● EXERCISE BRIEF
Write out each line of the records that has "Result" in it.

[Stored data entries]
+ + +
pub mod a001_productos_vender;
use async_trait::async_trait;
use contracts::domain::a001_productos_vender::{ProductoVender, StoredProducto};
use sea_orm::{DatabaseConnection, DbErr};

use crate::domain::a001_productos_vender::repository;

/// Хранилище каталога, которое полностью перезаписывается импортом.
#[async_trait]
pub trait CatalogStore: Send + Sync {
    /// Удаляет все записи, возвращает их количество
    async fn delete_all(&self) -> Result<u64, DbErr>;

    /// Вставляет записи, возвращает количество вставленных
    async fn bulk_insert(&self, records: &[ProductoVender]) -> Result<usize, DbErr>;

    async fn list_all(&self) -> Result<Vec<StoredProducto>, DbErr>;
}

/// Хранилище на SQLite (таблица productos_vender)
#[derive(Clone)]
pub struct SeaOrmCatalogStore {
    db: DatabaseConnection,
}

impl SeaOrmCatalogStore {
    pub fn new(db: DatabaseConnection) -> Self {
        Self { db }
    }
}

#[async_trait]
impl CatalogStore for SeaOrmCatalogStore {
    async fn delete_all(&self) -> Result<u64, DbErr> {
        repository::delete_all(&self.db).await
    }

    async fn bulk_insert(&self, records: &[ProductoVender]) -> Result<usize, DbErr> {
        repository::insert_all(&self.db, records).await
    }

    async fn list_all(&self) -> Result<Vec<StoredProducto>, DbErr> {
        repository::list_all(&self.db).await
    }
}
+ + +
● TASK SOLUTION
    async fn delete_all(&self) -> Result<u64, DbErr>;
    async fn bulk_insert(&self, records: &[ProductoVender]) -> Result<usize, DbErr>;
    async fn list_all(&self) -> Result<Vec<StoredProducto>, DbErr>;
    async fn delete_all(&self) -> Result<u64, DbErr> {
    async fn bulk_insert(&self, records: &[ProductoVender]) -> Result<usize, DbErr> {
    async fn list_all(&self) -> Result<Vec<StoredProducto>, DbErr> {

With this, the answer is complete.